Jules Gheude
La version néerlandaise a été publiée sur le site de Doorbraak : https://doorbraak.be/open-brief-aan-mark-eyskens/

Monsieur le ministre d’Etat,
Je découvre votre nom parmi les cosignataires d’un texte publié récemment par B Plus et qui se veut un appel lancé à la classe politique flamande dans la crainte qu’un projet séparatiste ou confédéraliste paralyse le processus de formation du prochain gouvernement, sans projet alternatif clair.
Ces quelques extraits :
« Les querelles communautaires constantes ne mènent nulle part. (…) Indépendamment du fait que ce pays siamois est presque impossible à diviser, les divergences ont beaucoup plus à voir avec des différences de vision classiques en matière de politique socio-économique qu’avec un fossé culturel insurmontable. Il y a sans aucun doute beaucoup plus de consensus sur certains fondements de notre État-providence fédéral que ce que les fossoyeurs de la Belgique veulent nous faire croire. (…) Plus de cinquante ans après la première réforme de l’État, le temps du jeu est révolu. »

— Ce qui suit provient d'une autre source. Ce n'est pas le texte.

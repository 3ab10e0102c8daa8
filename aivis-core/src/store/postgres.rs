use super::{BrandStore, GenerationStore, MonitorStore, StoreResult};
use crate::error::StoreError;
use crate::models::{
    Brand, BrandCatalog, NewSuggestion, Persona, Prompt, PromptStatus, ResponseRecord, Run,
    RunMetrics, RunStatus, SearchQueryStat, Topic,
};
use async_trait::async_trait;
use chrono::{DateTime, Utc};
use sqlx::{FromRow, PgPool};

/// PostgreSQL store. Tables are described in `db/schema.sql`.
#[derive(Clone)]
pub struct PgStore {
    pool: PgPool,
}

impl PgStore {
    pub fn new(pool: PgPool) -> Self {
        Self { pool }
    }

    pub fn pool(&self) -> &PgPool {
        &self.pool
    }
}

// ============================================================================
// Row types
// ============================================================================

#[derive(FromRow)]
struct RunRow {
    id: i64,
    model: String,
    temperature: Option<f32>,
    status: String,
    started_at: DateTime<Utc>,
    finished_at: Option<DateTime<Utc>>,
    error: Option<String>,
}

impl TryFrom<RunRow> for Run {
    type Error = StoreError;

    fn try_from(row: RunRow) -> Result<Self, Self::Error> {
        let status = RunStatus::parse(&row.status)
            .ok_or_else(|| StoreError::Constraint(format!("unknown run status '{}'", row.status)))?;
        Ok(Run {
            id: row.id,
            model: row.model,
            temperature: row.temperature,
            status,
            started_at: row.started_at,
            finished_at: row.finished_at,
            error: row.error,
        })
    }
}

#[derive(FromRow)]
struct PromptRow {
    id: i64,
    category: String,
    text: String,
    source: Option<String>,
    search_volume: Option<i32>,
    is_paused: Option<bool>,
    status: String,
    deleted_at: Option<DateTime<Utc>>,
    persona_id: Option<i64>,
    normalized_hash: String,
}

impl TryFrom<PromptRow> for Prompt {
    type Error = StoreError;

    fn try_from(row: PromptRow) -> Result<Self, Self::Error> {
        let status = match row.status.as_str() {
            "suggested" => PromptStatus::Suggested,
            "approved" => PromptStatus::Approved,
            "active" => PromptStatus::Active,
            "paused" => PromptStatus::Paused,
            "archived" => PromptStatus::Archived,
            other => return Err(StoreError::Constraint(format!("unknown prompt status '{other}'"))),
        };
        Ok(Prompt {
            id: row.id,
            category: row.category,
            text: row.text,
            source: row.source,
            search_volume: row.search_volume,
            is_paused: row.is_paused,
            status,
            deleted_at: row.deleted_at,
            persona_id: row.persona_id,
            normalized_hash: row.normalized_hash,
        })
    }
}

#[derive(FromRow)]
struct TopicRow {
    id: i64,
    name: String,
    category: String,
    locale: String,
    country: String,
    last_generated_at: Option<DateTime<Utc>>,
}

#[derive(FromRow)]
struct PersonaRow {
    id: i64,
    topic_id: i64,
    name: String,
    description: String,
    attributes: serde_json::Value,
    brand_id: Option<String>,
    is_active: bool,
}

const RUN_COLUMNS: &str = "id, model, temperature, status, started_at, finished_at, error";

// ============================================================================
// Trait impls
// ============================================================================

#[async_trait]
impl BrandStore for PgStore {
    async fn load_brand_catalog(&self) -> StoreResult<BrandCatalog> {
        let rows: Vec<(String, String, Option<String>)> = sqlx::query_as(
            "SELECT b.id, b.name, a.alias
             FROM brands b
             LEFT JOIN brand_aliases a ON a.brand_id = b.id
             ORDER BY b.name, b.id, a.id",
        )
        .fetch_all(&self.pool)
        .await?;

        let mut brands: Vec<Brand> = Vec::new();
        for (id, name, alias) in rows {
            if brands.last().map_or(true, |b| b.id != id) {
                brands.push(Brand {
                    id,
                    name,
                    aliases: Vec::new(),
                });
            }
            if let (Some(alias), Some(brand)) = (alias, brands.last_mut()) {
                brand.aliases.push(alias);
            }
        }
        Ok(BrandCatalog::new(brands))
    }
}

#[async_trait]
impl MonitorStore for PgStore {
    async fn create_run(&self, model: &str, temperature: Option<f32>) -> StoreResult<Run> {
        let row: RunRow = sqlx::query_as(&format!(
            "INSERT INTO runs (model, temperature, status, started_at)
             VALUES ($1, $2, 'running', now())
             RETURNING {RUN_COLUMNS}"
        ))
        .bind(model)
        .bind(temperature)
        .fetch_one(&self.pool)
        .await?;
        row.try_into()
    }

    async fn get_run(&self, run_id: i64) -> StoreResult<Option<Run>> {
        let row: Option<RunRow> = sqlx::query_as(&format!("SELECT {RUN_COLUMNS} FROM runs WHERE id = $1"))
            .bind(run_id)
            .fetch_optional(&self.pool)
            .await?;
        row.map(Run::try_from).transpose()
    }

    async fn list_runs(&self, limit: i64) -> StoreResult<Vec<Run>> {
        let rows: Vec<RunRow> = sqlx::query_as(&format!(
            "SELECT {RUN_COLUMNS} FROM runs ORDER BY id DESC LIMIT $1"
        ))
        .bind(limit)
        .fetch_all(&self.pool)
        .await?;
        rows.into_iter().map(Run::try_from).collect()
    }

    async fn finish_run(&self, run_id: i64, status: RunStatus, error: Option<&str>) -> StoreResult<bool> {
        let result = sqlx::query(
            "UPDATE runs SET status = $2, finished_at = now(), error = $3
             WHERE id = $1 AND status = 'running'",
        )
        .bind(run_id)
        .bind(status.as_str())
        .bind(error)
        .execute(&self.pool)
        .await?;
        Ok(result.rows_affected() > 0)
    }

    async fn fetch_prompt_page(&self, offset: i64, limit: i64) -> StoreResult<Vec<Prompt>> {
        let rows: Vec<PromptRow> = sqlx::query_as(
            "SELECT id, category, text, source, search_volume, is_paused, status,
                    deleted_at, persona_id, normalized_hash
             FROM prompts
             WHERE deleted_at IS NULL
               AND status IN ('approved', 'active')
               AND (is_paused = false OR is_paused IS NULL)
             ORDER BY id
             OFFSET $1 LIMIT $2",
        )
        .bind(offset)
        .bind(limit)
        .fetch_all(&self.pool)
        .await?;
        rows.into_iter().map(Prompt::try_from).collect()
    }

    async fn save_response(&self, record: &ResponseRecord) -> StoreResult<i64> {
        let mut tx = self.pool.begin().await?;

        let (response_id,): (i64,) = sqlx::query_as(
            "INSERT INTO responses
                (run_id, prompt_id, prompt_text, prompt_category, raw_answer,
                 latency_ms, tokens_in, tokens_out, intent)
             VALUES ($1, $2, $3, $4, $5, $6, $7, $8, $9)
             RETURNING id",
        )
        .bind(record.run_id)
        .bind(record.prompt_id)
        .bind(&record.prompt_text)
        .bind(&record.prompt_category)
        .bind(&record.raw_answer)
        .bind(record.latency_ms)
        .bind(record.tokens_in)
        .bind(record.tokens_out)
        .bind(record.intent.as_str())
        .fetch_one(&mut *tx)
        .await?;

        for mention in &record.mentions {
            sqlx::query(
                "INSERT INTO mentions (response_id, brand_id, found_alias, sentiment)
                 VALUES ($1, $2, $3, $4)
                 ON CONFLICT (response_id, brand_id) DO NOTHING",
            )
            .bind(response_id)
            .bind(&mention.brand_id)
            .bind(&mention.found_alias)
            .bind(mention.sentiment.map(|s| s.as_str()))
            .execute(&mut *tx)
            .await?;
        }

        for link in &record.links {
            sqlx::query(
                "INSERT INTO response_links (response_id, url, anchor, source)
                 VALUES ($1, $2, $3, $4)
                 ON CONFLICT (response_id, url) DO NOTHING",
            )
            .bind(response_id)
            .bind(&link.url)
            .bind(&link.anchor)
            .bind(&link.source)
            .execute(&mut *tx)
            .await?;
        }

        tx.commit().await?;
        Ok(response_id)
    }

    async fn run_metrics(&self, run_id: i64) -> StoreResult<RunMetrics> {
        let (prompts_processed, mentions_found, brands_mentioned): (i64, i64, i64) = sqlx::query_as(
            "SELECT
                (SELECT COUNT(*) FROM responses WHERE run_id = $1)::bigint,
                COUNT(m.id)::bigint,
                COUNT(DISTINCT m.brand_id)::bigint
             FROM responses r
             JOIN mentions m ON m.response_id = r.id
             WHERE r.run_id = $1",
        )
        .bind(run_id)
        .fetch_one(&self.pool)
        .await?;
        Ok(RunMetrics {
            prompts_processed,
            mentions_found,
            brands_mentioned,
        })
    }
}

#[async_trait]
impl GenerationStore for PgStore {
    async fn get_topic(&self, topic_id: i64) -> StoreResult<Option<Topic>> {
        let row: Option<TopicRow> = sqlx::query_as(
            "SELECT id, name, category, locale, country, last_generated_at FROM topics WHERE id = $1",
        )
        .bind(topic_id)
        .fetch_optional(&self.pool)
        .await?;
        Ok(row.map(|r| Topic {
            id: r.id,
            name: r.name,
            category: r.category,
            locale: r.locale,
            country: r.country,
            last_generated_at: r.last_generated_at,
        }))
    }

    async fn list_personas(&self, topic_id: i64) -> StoreResult<Vec<Persona>> {
        let rows: Vec<PersonaRow> = sqlx::query_as(
            "SELECT id, topic_id, name, description, attributes, brand_id, is_active
             FROM personas
             WHERE topic_id = $1 AND is_active
             ORDER BY id",
        )
        .bind(topic_id)
        .fetch_all(&self.pool)
        .await?;
        Ok(rows
            .into_iter()
            .map(|r| Persona {
                id: r.id,
                topic_id: r.topic_id,
                name: r.name,
                description: r.description,
                attributes: r.attributes,
                brand_id: r.brand_id,
                is_active: r.is_active,
            })
            .collect())
    }

    async fn top_search_queries(&self, property: Option<&str>, limit: i64) -> StoreResult<Vec<SearchQueryStat>> {
        let rows = sqlx::query_as::<_, SearchQueryStat>(
            "SELECT query, impressions
             FROM search_query_stats
             WHERE ($1::text IS NULL OR property = $1)
             ORDER BY impressions DESC, id
             LIMIT $2",
        )
        .bind(property)
        .bind(limit)
        .fetch_all(&self.pool)
        .await?;
        Ok(rows)
    }

    async fn insert_suggestion(&self, s: &NewSuggestion) -> StoreResult<bool> {
        let result = sqlx::query(
            "INSERT INTO raw_suggestions
                (topic_id, persona_id, category, text, normalized, hash, source, score_auto, status)
             VALUES ($1, $2, $3, $4, $5, $6, $7, $8, 'new')
             ON CONFLICT (category, persona_id, hash) DO NOTHING",
        )
        .bind(s.topic_id)
        .bind(s.persona_id)
        .bind(&s.category)
        .bind(&s.text)
        .bind(&s.normalized)
        .bind(&s.hash)
        .bind(&s.source)
        .bind(s.score_auto)
        .execute(&self.pool)
        .await?;
        Ok(result.rows_affected() > 0)
    }

    async fn mark_topic_generated(&self, topic_id: i64, at: DateTime<Utc>) -> StoreResult<()> {
        let result = sqlx::query("UPDATE topics SET last_generated_at = $2 WHERE id = $1")
            .bind(topic_id)
            .bind(at)
            .execute(&self.pool)
            .await?;
        if result.rows_affected() == 0 {
            return Err(StoreError::NotFound {
                entity: "topic",
                id: topic_id.to_string(),
            });
        }
        Ok(())
    }
}
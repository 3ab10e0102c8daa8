//! Ranking and cross-provider selection of generated search queries.

use crate::brands::{has_token, BrandTokens};
use crate::normalize;
use crate::relevance::score_query;
use serde::{Deserialize, Serialize};
use std::collections::{HashMap, HashSet};

/// Structured reply expected from a generation provider.
#[derive(Debug, Clone, Default, PartialEq, Serialize, Deserialize)]
pub struct GeneratedQueries {
    #[serde(default)]
    pub generic: Vec<String>,
    #[serde(default)]
    pub branded: Vec<String>,
}

#[derive(Debug, Clone, PartialEq)]
pub struct RankedQuery {
    pub text: String,
    pub normalized: String,
    pub branded: bool,
    pub weight: i64,
    pub provider: String,
}

impl RankedQuery {
    /// `{provider}-{generic|branded}`
    pub fn source_tag(&self) -> String {
        let kind = if self.branded { "branded" } else { "generic" };
        format!("{}-{}", self.provider, kind)
    }
}

#[derive(Debug, Clone, Copy)]
pub struct RankingLimits {
    pub per_provider_cap: usize,
    pub min_branded: usize,
    pub branded_bonus: i64,
}

/// Trim, drop empties and normalized duplicates, and move queries to the list
/// their own-brand token content says they belong to. Without an own brand the
/// lists are only cleaned.
pub fn sanitize(raw: GeneratedQueries, tokens: &BrandTokens) -> GeneratedQueries {
    let mut seen = HashSet::new();
    let mut out = GeneratedQueries::default();
    let tagged = raw
        .generic
        .into_iter()
        .map(|q| (q, false))
        .chain(raw.branded.into_iter().map(|q| (q, true)));

    for (query, claimed_branded) in tagged {
        let text = query.trim().to_string();
        if text.is_empty() {
            continue;
        }
        if !seen.insert(normalize::normalize(&text)) {
            continue;
        }
        let branded = if tokens.has_brand() {
            has_token(&text, &tokens.brand)
        } else {
            claimed_branded
        };
        if branded {
            out.branded.push(text);
        } else {
            out.generic.push(text);
        }
    }
    out
}

/// Weight, sort and cap one provider's output.
pub fn rank_provider_output(
    provider: &str,
    queries: &GeneratedQueries,
    has_brand: bool,
    weights: &HashMap<String, i64>,
    limits: RankingLimits,
) -> Vec<RankedQuery> {
    let rank = |text: &String, branded: bool| {
        let score = score_query(text, weights);
        RankedQuery {
            text: text.clone(),
            normalized: normalize::normalize(text),
            branded,
            weight: if branded { score + limits.branded_bonus } else { score },
            provider: provider.to_string(),
        }
    };

    let mut ranked: Vec<RankedQuery> = queries
        .generic
        .iter()
        .map(|q| rank(q, false))
        .chain(queries.branded.iter().map(|q| rank(q, true)))
        .collect();
    sort_by_weight(&mut ranked);

    if has_brand {
        let branded_cap = limits
            .min_branded
            .max(limits.per_provider_cap * 2 / 5);
        let (branded, generic): (Vec<_>, Vec<_>) = ranked.into_iter().partition(|q| q.branded);
        ranked = branded
            .into_iter()
            .take(branded_cap)
            .chain(generic.into_iter().take(limits.per_provider_cap))
            .collect();
        sort_by_weight(&mut ranked);
    }

    ranked.truncate(limits.per_provider_cap);
    ranked
}

/// Stable descending sort by weight.
fn sort_by_weight(queries: &mut [RankedQuery]) {
    queries.sort_by(|a, b| b.weight.cmp(&a.weight));
}

/// Per-provider quotas: `total_cap / n` each, the remainder one each to the
/// first providers.
pub fn provider_quotas(total_cap: usize, providers: usize) -> Vec<usize> {
    if providers == 0 {
        return Vec::new();
    }
    let base = total_cap / providers;
    let remainder = total_cap % providers;
    (0..providers).map(|i| base + usize::from(i < remainder)).collect()
}

/// Balanced, normalized-unique selection across provider queues.
///
/// Quotas are split only over non-empty queues. With an own brand, one
/// branded query per provider is preseeded and counts against that
/// provider's quota. The result never exceeds `total_cap`.
pub fn select_across_providers(
    queues: Vec<Vec<RankedQuery>>,
    total_cap: usize,
    has_brand: bool,
) -> Vec<RankedQuery> {
    let queues: Vec<Vec<RankedQuery>> = queues.into_iter().filter(|q| !q.is_empty()).collect();
    let mut quotas = provider_quotas(total_cap, queues.len());
    let mut queues: Vec<Vec<Option<RankedQuery>>> = queues
        .into_iter()
        .map(|q| q.into_iter().map(Some).collect())
        .collect();
    let mut selected_norms: HashSet<String> = HashSet::new();
    let mut selected = Vec::new();

    if has_brand {
        for (queue, quota) in queues.iter_mut().zip(quotas.iter_mut()) {
            if *quota == 0 {
                continue;
            }
            let pick = queue.iter_mut().find(|slot| {
                slot.as_ref()
                    .is_some_and(|q| q.branded && !selected_norms.contains(&q.normalized))
            });
            if let Some(query) = pick.and_then(Option::take) {
                selected_norms.insert(query.normalized.clone());
                selected.push(query);
                *quota -= 1;
            }
        }
    }

    for (queue, quota) in queues.into_iter().zip(quotas) {
        let mut taken = 0;
        for query in queue.into_iter().flatten() {
            if taken >= quota {
                break;
            }
            if selected_norms.insert(query.normalized.clone()) {
                selected.push(query);
                taken += 1;
            }
        }
    }

    sort_by_weight(&mut selected);
    selected
}

/// Deterministic `score_auto` for a suggestion.
pub fn suggestion_score(weight: i64) -> i32 {
    let w = weight.max(0) as f64;
    let raw = (60.0 + w.ln_1p()).round() as i64;
    raw.clamp(30, 99) as i32
}

/// PAA filter: questions from a branded seed must name the brand and no
/// competitor; questions from a generic seed must not name the brand.
pub fn accept_paa_question(question: &str, seed_branded: bool, tokens: &BrandTokens) -> bool {
    if seed_branded {
        has_token(question, &tokens.brand) && !has_token(question, &tokens.competitors)
    } else {
        !has_token(question, &tokens.brand)
    }
}

#[cfg(test)]
mod tests {
    use super::*;

    const LIMITS: RankingLimits = RankingLimits {
        per_provider_cap: 12,
        min_branded: 2,
        branded_bonus: 150,
    };

    fn tokens() -> BrandTokens {
        BrandTokens {
            brand: vec!["acme".to_string()],
            competitors: vec!["globex".to_string()],
        }
    }

    fn provider_output(prefix: &str) -> GeneratedQueries {
        GeneratedQueries {
            generic: (0..10).map(|i| format!("{prefix} generic query {i}")).collect(),
            branded: (0..10).map(|i| format!("acme {prefix} branded query {i}")).collect(),
        }
    }

    #[test]
    fn test_sanitize_reclassifies_and_dedups() {
        let raw = GeneratedQueries {
            generic: vec![
                "  best odds today ".to_string(),
                "acme promo code".to_string(),
                "Best odds today!".to_string(),
                "".to_string(),
            ],
            branded: vec!["globex login".to_string()],
        };
        let clean = sanitize(raw, &tokens());
        assert_eq!(clean.generic, vec!["best odds today", "globex login"]);
        assert_eq!(clean.branded, vec!["acme promo code"]);
    }

    #[test]
    fn test_sanitize_without_brand_keeps_claims() {
        let raw = GeneratedQueries {
            generic: vec!["a".to_string()],
            branded: vec!["b".to_string()],
        };
        let clean = sanitize(raw.clone(), &BrandTokens::default());
        assert_eq!(clean, raw);
    }

    #[test]
    fn test_branded_bonus_and_caps() {
        let ranked = rank_provider_output("openai", &provider_output("x"), true, &HashMap::new(), LIMITS);
        assert_eq!(ranked.len(), 12);
        // max(2, floor(12 * 0.4)) = 4 branded, all ahead thanks to the bonus.
        assert_eq!(ranked.iter().filter(|q| q.branded).count(), 4);
        assert!(ranked[..4].iter().all(|q| q.branded && q.weight == 150));
        assert_eq!(ranked[0].source_tag(), "openai-branded");
    }

    #[test]
    fn test_rank_without_brand_truncates() {
        let ranked = rank_provider_output("gemini", &provider_output("x"), false, &HashMap::new(), LIMITS);
        assert_eq!(ranked.len(), 12);
        assert!(ranked[..10].iter().all(|q| q.branded));
    }

    #[test]
    fn test_relevance_orders_generic_queries() {
        let weights = HashMap::from([("nfl".to_string(), 500_i64)]);
        let queries = GeneratedQueries {
            generic: vec!["nba lines".to_string(), "nfl lines".to_string()],
            branded: vec![],
        };
        let ranked = rank_provider_output("openai", &queries, false, &weights, LIMITS);
        assert_eq!(ranked[0].text, "nfl lines");
        assert_eq!(ranked[0].weight, 500);
    }

    #[test]
    fn test_quotas() {
        assert_eq!(provider_quotas(16, 2), vec![8, 8]);
        assert_eq!(provider_quotas(10, 3), vec![4, 3, 3]);
        assert_eq!(provider_quotas(1, 2), vec![1, 0]);
        assert!(provider_quotas(5, 0).is_empty());
    }

    #[test]
    fn test_selection_balance_with_brand() {
        let a = rank_provider_output("openai", &provider_output("a"), true, &HashMap::new(), LIMITS);
        let b = rank_provider_output("gemini", &provider_output("b"), true, &HashMap::new(), LIMITS);
        let selected = select_across_providers(vec![a, b], 10, true);

        assert!(selected.len() <= 10);
        for provider in ["openai", "gemini"] {
            assert!(selected.iter().any(|q| q.provider == provider && q.branded));
        }
        let norms: HashSet<&str> = selected.iter().map(|q| q.normalized.as_str()).collect();
        assert_eq!(norms.len(), selected.len());
        assert!(selected.windows(2).all(|w| w[0].weight >= w[1].weight));
    }

    #[test]
    fn test_selection_dedups_overlapping_providers() {
        let same = provider_output("same");
        let a = rank_provider_output("openai", &same, true, &HashMap::new(), LIMITS);
        let b = rank_provider_output("gemini", &same, true, &HashMap::new(), LIMITS);
        let selected = select_across_providers(vec![a, b], 16, true);

        let norms: HashSet<&str> = selected.iter().map(|q| q.normalized.as_str()).collect();
        assert_eq!(norms.len(), selected.len());
        assert!(selected.len() <= 16);
    }

    #[test]
    fn test_selection_never_exceeds_tiny_cap() {
        let a = rank_provider_output("openai", &provider_output("a"), true, &HashMap::new(), LIMITS);
        let b = rank_provider_output("gemini", &provider_output("b"), true, &HashMap::new(), LIMITS);
        let selected = select_across_providers(vec![a, b], 1, true);
        assert_eq!(selected.len(), 1);
        assert_eq!(selected[0].provider, "openai");
    }

    #[test]
    fn test_empty_queue_gets_no_quota() {
        let b = rank_provider_output("gemini", &provider_output("b"), false, &HashMap::new(), LIMITS);
        let selected = select_across_providers(vec![Vec::new(), b], 10, false);
        assert_eq!(selected.len(), 10);
        assert!(selected.iter().all(|q| q.provider == "gemini"));
    }

    #[test]
    fn test_suggestion_score() {
        assert_eq!(suggestion_score(0), 60);
        assert_eq!(suggestion_score(-50), 60);
        assert_eq!(suggestion_score(150), 65);
        assert_eq!(suggestion_score(i64::MAX), 99);
    }

    #[test]
    fn test_paa_filter() {
        let t = tokens();
        assert!(accept_paa_question("is acme legit", true, &t));
        assert!(!accept_paa_question("acme vs globex which is better", true, &t));
        assert!(!accept_paa_question("what is the best sportsbook", true, &t));
        assert!(accept_paa_question("what is the best sportsbook", false, &t));
        assert!(!accept_paa_question("is acme legit", false, &t));
    }
}
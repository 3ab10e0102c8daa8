use chrono::{DateTime, Utc};
use serde::{Deserialize, Serialize};

#[derive(Debug, Clone, Serialize, Deserialize)]
pub struct Topic {
    pub id: i64,
    pub name: String,
    pub category: String,
    pub locale: String,
    pub country: String,
    pub last_generated_at: Option<DateTime<Utc>>,
}

#[derive(Debug, Clone, Serialize, Deserialize)]
pub struct Persona {
    pub id: i64,
    pub topic_id: i64,
    pub name: String,
    pub description: String,
    pub attributes: serde_json::Value,
    pub brand_id: Option<String>,
    pub is_active: bool,
}

/// Search-console style history row used for relevance weights.
#[derive(Debug, Clone, Serialize, Deserialize, sqlx::FromRow)]
pub struct SearchQueryStat {
    pub query: String,
    pub impressions: i64,
}
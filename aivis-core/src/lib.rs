pub mod aio;
pub mod brands;
pub mod breaker;
pub mod config;
pub mod db;
pub mod error;
pub mod intent;
pub mod ipc;
pub mod links;
pub mod llm;
pub mod mentions;
pub mod models;
pub mod normalize;
pub mod ranking;
pub mod relevance;
pub mod sentiment;
pub mod serp;
pub mod store;
pub mod text;

pub use brands::{brand_tokens, has_token, BrandTokens};
pub use breaker::{BreakerStore, CircuitBreaker, InMemoryBreakerStore};
pub use config::AivisConfig;
pub use error::{AivisError, StoreError};
pub use intent::classify_intent;
pub use ipc::{AivisRequest, AivisResponse, RunMode};
pub use llm::{ChatBackend, ChatCompletion, ChatRequest, GeminiChatClient, LlmClientConfig, LlmError, OpenAiChatClient};
pub use mentions::{DetectedMention, MentionMatcher};
pub use sentiment::{detect_sentiment_keyword, SentimentDetector};
pub use serp::{SerpApiClient, SerpClientConfig, SerpError};
pub use store::{BrandStore, GenerationStore, MemoryStore, MonitorStore, PgStore};
use serde::{Deserialize, Serialize};

/// Which answer provider a monitoring run talks to.
#[derive(Debug, Clone, Copy, Default, PartialEq, Eq, Serialize, Deserialize)]
#[serde(rename_all = "snake_case")]
pub enum RunMode {
    #[default]
    Chat,
    Aio,
}

impl RunMode {
    pub fn as_str(&self) -> &'static str {
        match self {
            RunMode::Chat => "chat",
            RunMode::Aio => "aio",
        }
    }

    pub fn parse(s: &str) -> Option<Self> {
        match s {
            "chat" | "gpt" | "openai" => Some(RunMode::Chat),
            "aio" | "ai_overview" | "serp" => Some(RunMode::Aio),
            _ => None,
        }
    }
}

#[derive(Debug, Serialize, Deserialize)]
#[serde(tag = "action", rename_all = "snake_case")]
pub enum AivisRequest {
    Ping,
    Health,
    RunMonitoring {
        #[serde(default)]
        mode: RunMode,
        #[serde(default)]
        offset: i64,
        /// Continue an existing run instead of creating one.
        run_id: Option<i64>,
        max_pages: Option<u32>,
    },
    StopRun {
        run_id: i64,
    },
    RunStatus {
        run_id: i64,
    },
    ListRuns {
        limit: Option<i64>,
    },
    GenerateTopic {
        topic_id: i64,
        #[serde(default)]
        force: bool,
    },
    ProcessTopicPersonas {
        topic_id: i64,
        #[serde(default)]
        start: usize,
    },
}

#[derive(Debug, Serialize, Deserialize)]
#[serde(rename_all = "snake_case")]
pub struct AivisResponse {
    pub status: String,
    pub data: Option<serde_json::Value>,
    pub error: Option<String>,
    pub version: String,
}

impl AivisResponse {
    pub fn ok(data: serde_json::Value) -> Self {
        Self {
            status: "ok".to_string(),
            data: Some(data),
            error: None,
            version: env!("CARGO_PKG_VERSION").to_string(),
        }
    }

    pub fn err(msg: impl Into<String>) -> Self {
        Self {
            status: "error".to_string(),
            data: None,
            error: Some(msg.into()),
            version: env!("CARGO_PKG_VERSION").to_string(),
        }
    }

    pub fn pong() -> Self {
        Self::ok(serde_json::json!({"pong": true}))
    }
}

Ce jeu, Monsieur le ministre d’Etat, votre parti l’a particulièrement apprécié. Et, durant des décennies, il fut tellement influent qu’on l’a qualifié d’Etat-CVP. On le trouve à l’origine de tous les actes législatifs qui ont contribué à saper l’unité de ce pays, de la fixation de la frontière linguistique en 1962 à la scission de l’arrondissement de Bruxelles-Hal-Vilvorde en 2012, en passant par le « Walen buiten » du CVP Jan Verroken en 1968 (qui provoqua la chute du gouvernement Vanden Boeynants et entraîna la scission du parti catholique en deux ailes linguistiques) et l’adoption de l’autonomie culturelle dès le début des années 70.
C’est un Premier ministre CVP, Leo Tindemans, qui, très perfidement, saborda en 1978 le pacte communautaire d’Egmont-Stuyvenberg, qui avait le mérite de concilier les extrêmes, la Volksunie et le FDF.
Mise en place le 17 décembre 1981, l’équipe Martens-Gol se vit confrontée à l’épineux problème de Cockerill-Sambre. Vous étiez alors ministre des Affaires économiques. Et le 16 décembre 1982, que pouvait-on lire à la Une du journal « Le Soir » : « Le CVP dit stop à la solidarité nationale pour Cockerill-Sambre ! ».
C’est encore un Premier ministre CVP, Jean-Luc Dehaene, qui, grâce au matériel informatique performant dont il disposait (ses fameux Toshiba-boys) roula les francophones dans la farine en 1989 en ficelant une loi de financement qui, à terme, devait asphyxier la Communauté française, notamment son enseignement.
Les années 80 (gouvernements Martens-Gol) furent aussi troublées par la question fouronnaise, avec l’acharnement particulier de Luc Van den Brande, chef du groupe CVP à la Chambre, contre la nomination de José Happart (appelé Meneer H…) en tant que bourgmestre de Fourons.
Le fédéralisme était à peine inscrit dans la Constitution (1993), que le même Luc Van den Brande, devenu ministre-président flamand, lançait l’idée confédéraliste, précisant : « Mes collègues de l’Exécutif flamand, socialistes compris, se rallient à mes déclarations sur le confédéralisme. »
Et c’est toujours un Premier ministre démocrate-chrétien, Yves Leterme, qui mit à la N-VA le pied à l’étrier en constituant avec elle un cartel politique.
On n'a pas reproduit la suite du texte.